## WHAT THE TASK ASKS
Please take the records that follow and repeat exactly the lines starting with the line with "pub struct RankedHandyman" and going on through the line with "properties: &[Property]) ->".

··· DATA SUPPLIED

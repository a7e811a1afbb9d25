//! Pure scoring functions for property/handyman pairings.
//!
//! No side effects: callers load coverage, specialties and job history and
//! decide what to do with the ranking.
use serde::Serialize;
use std::cmp::Ordering;
use std::collections::HashMap;

use crate::common::PropertyId;
use crate::domains::handymen::{CoverageArea, CoverageType, Handyman};
use crate::domains::issues::Property;

pub const DISTANCE_WEIGHT: f64 = 0.6;
pub const SKILL_WEIGHT: f64 = 0.3;
pub const WORKLOAD_WEIGHT: f64 = 0.1;

/// Specialty count that earns a full skill score.
pub const FULL_SKILL_SPECIALTIES: usize = 5;

/// Workload points lost per completed job at the same property.
pub const WORKLOAD_PENALTY_PER_JOB: f64 = 5.0;

#[derive(Debug, Clone, Copy, PartialEq, Serialize)]
pub struct MatchScore {
    pub distance_score: f64,
    pub skill_score: f64,
    pub workload_score: f64,
    pub match_strength: f64,
    /// Priority of the coverage area that produced the distance score.
    pub coverage_priority: Option<i32>,
}

/// Everything the engine needs to know about one handyman.
#[derive(Debug, Clone)]
pub struct MatchCandidate {
    pub handyman: Handyman,
    pub coverage: Vec<CoverageArea>,
    pub completed_jobs: HashMap<PropertyId, u32>,
}

impl MatchCandidate {
    pub fn new(
        handyman: Handyman,
        mut coverage: Vec<CoverageArea>,
        completed_jobs: HashMap<PropertyId, u32>,
    ) -> Self {
        CoverageArea::sort_for_scan(&mut coverage);
        Self {
            handyman,
            coverage,
            completed_jobs,
        }
    }

    pub fn score(&self, property: &Property) -> MatchScore {
        let (distance_score, coverage_priority) = distance_score(property, &self.coverage);
        let skill_score = skill_score(self.handyman.specialty_count());
        let completed = self.completed_jobs.get(&property.id).copied().unwrap_or(0);
        let workload_score = workload_score(completed);

        MatchScore {
            distance_score,
            skill_score,
            workload_score,
            match_strength: DISTANCE_WEIGHT * distance_score
                + SKILL_WEIGHT * skill_score
                + WORKLOAD_WEIGHT * workload_score,
            coverage_priority,
        }
    }
}

/// Score from the first coverage area (in scan order) that matches the property.
///
/// `areas` must already be in scan order (see [`CoverageArea::sort_for_scan`]).
pub fn distance_score(property: &Property, areas: &[CoverageArea]) -> (f64, Option<i32>) {
    let zip = property.zip_code.trim();
    let city = normalize_city(&property.city_state());

    for area in areas {
        let base = match area.area_type {
            CoverageType::ZipCode if area.value.trim() == zip => 100.0,
            CoverageType::City if normalize_city(&area.value) == city => 90.0,
            // No geocoder: any radius area counts as a coarse match
            CoverageType::Radius => 70.0,
            _ => continue,
        };
        let step = f64::from(area.priority.max(1) - 1) * 10.0;
        return ((base - step).max(0.0), Some(area.priority));
    }

    (0.0, None)
}

/// Breadth of capability: 20 points per distinct specialty, capped at 100.
///
/// TODO: compare against the issue's required trade once issues carry one.
pub fn skill_score(specialty_count: usize) -> f64 {
    (specialty_count as f64 / FULL_SKILL_SPECIALTIES as f64 * 100.0).min(100.0)
}

pub fn workload_score(completed_jobs_at_property: u32) -> f64 {
    (100.0 - WORKLOAD_PENALTY_PER_JOB * f64::from(completed_jobs_at_property)).max(0.0)
}

fn normalize_city(value: &str) -> String {
    value
        .split(',')
        .map(|part| part.split_whitespace().collect::<Vec<_>>().join(" "))
        .collect::<Vec<_>>()
        .join(", ")
        .to_lowercase()
}

#[derive(Debug, Clone, Serialize)]
pub struct RankedProperty {
    pub property: Property,
    pub score: MatchScore,
}

#[derive(Debug, Clone, Serialize)]
pub struct RankedHandyman {
    pub handyman: Handyman,
    pub score: MatchScore,
}

/// Strength descending, then lower coverage priority (unmatched last).
fn compare_scores(a: &MatchScore, b: &MatchScore) -> Ordering {
    b.match_strength
        .total_cmp(&a.match_strength)
        .then_with(|| {
            a.coverage_priority
                .unwrap_or(i32::MAX)
                .cmp(&b.coverage_priority.unwrap_or(i32::MAX))
        })
}

/// Rank properties for one handyman. Properties already attached to the
/// handyman should be filtered out by the caller.
pub fn rank_properties(candidate: &MatchCandidate, properties: &[Property]) -> Vec<RankedProperty> {
    let mut ranked: Vec<RankedProperty> = properties
        .iter()
        .map(|property| RankedProperty {
            score: candidate.score(property),
            property: property.clone(),
        })
        .collect();

    ranked.sort_by(|a, b| {
        compare_scores(&a.score, &b.score).then_with(|| a.property.id.cmp(&b.property.id))
    });
    ranked
}

/// Rank handymen for one property (auto-dispatch).
pub fn rank_handymen(property: &Property, candidates: &[MatchCandidate]) -> Vec<RankedHandyman> {
    let mut ranked: Vec<RankedHandyman> = candidates
        .iter()
        .map(|candidate| RankedHandyman {
            score: candidate.score(property),
            handyman: candidate.handyman.clone(),
        })
        .collect();

    ranked.sort_by(|a, b| {
        compare_scores(&a.score, &b.score).then_with(|| a.handyman.id.cmp(&b.handyman.id))
    });
    ranked
}
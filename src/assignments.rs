//! Workspace permission assignment across the whole account.

use tracing::info;

use crate::api::{AccountClient, ApiError, ApiFuture, WorkspaceInfo, WorkspacePermission};

/// Account calls needed to enumerate workspaces and assign permissions.
pub trait WorkspaceDirectory {
    /// Lists every workspace in the account.
    fn list_workspaces(&self) -> ApiFuture<'_, Vec<WorkspaceInfo>>;

    /// Replaces a principal's permissions on one workspace.
    fn assign_permissions<'a>(
        &'a self,
        workspace_id: i64,
        principal_id: &'a str,
        permissions: &'a [WorkspacePermission],
    ) -> ApiFuture<'a, ()>;
}

impl WorkspaceDirectory for AccountClient {
    fn list_workspaces(&self) -> ApiFuture<'_, Vec<WorkspaceInfo>> {
        Box::pin(Self::list_workspaces(self))
    }

    fn assign_permissions<'a>(
        &'a self,
        workspace_id: i64,
        principal_id: &'a str,
        permissions: &'a [WorkspacePermission],
    ) -> ApiFuture<'a, ()> {
        Box::pin(self.assign_workspace_permissions(workspace_id, principal_id, permissions))
    }
}

/// Outcome of [`grant_workspace_admin`].
#[derive(Clone, Debug, Default, Eq, PartialEq)]
pub struct GrantReport {
    /// Workspaces listed.
    pub examined: usize,
    /// Assignments issued.
    pub granted: usize,
}

/// Grants `principal_id` admin on every workspace, regardless of name or
/// age.
///
/// # Errors
///
/// Returns the first [`ApiError`]; earlier grants stay in place.
pub async fn grant_workspace_admin<D>(
    directory: &D,
    principal_id: &str,
    dry_run: bool,
) -> Result<GrantReport, ApiError>
where
    D: WorkspaceDirectory + ?Sized,
{
    let workspaces = directory.list_workspaces().await?;
    let mut report = GrantReport {
        examined: workspaces.len(),
        granted: 0,
    };
    for workspace in &workspaces {
        if dry_run {
            info!(
                "Would Update Workspace Permission: {}",
                workspace.workspace_id
            );
            continue;
        }
        info!("Updating Workspace Permission: {}", workspace.workspace_id);
        directory
            .assign_permissions(
                workspace.workspace_id,
                principal_id,
                &[WorkspacePermission::Admin],
            )
            .await?;
        report.granted += 1;
    }
    Ok(report)
}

······

## TASK RESPONSE
pub struct RankedHandyman {
    pub handyman: Handyman,
    pub score: MatchScore,
}

/// Strength descending, then lower coverage priority (unmatched last).
fn compare_scores(a: &MatchScore, b: &MatchScore) -> Ordering {
    b.match_strength
        .total_cmp(&a.match_strength)
        .then_with(|| {
            a.coverage_priority
                .unwrap_or(i32::MAX)
                .cmp(&b.coverage_priority.unwrap_or(i32::MAX))
        })
}

/// Rank properties for one handyman. Properties already attached to the
/// handyman should be filtered out by the caller.
pub fn rank_properties(candidate: &MatchCandidate, properties: &[Property]) -> Vec<RankedProperty> {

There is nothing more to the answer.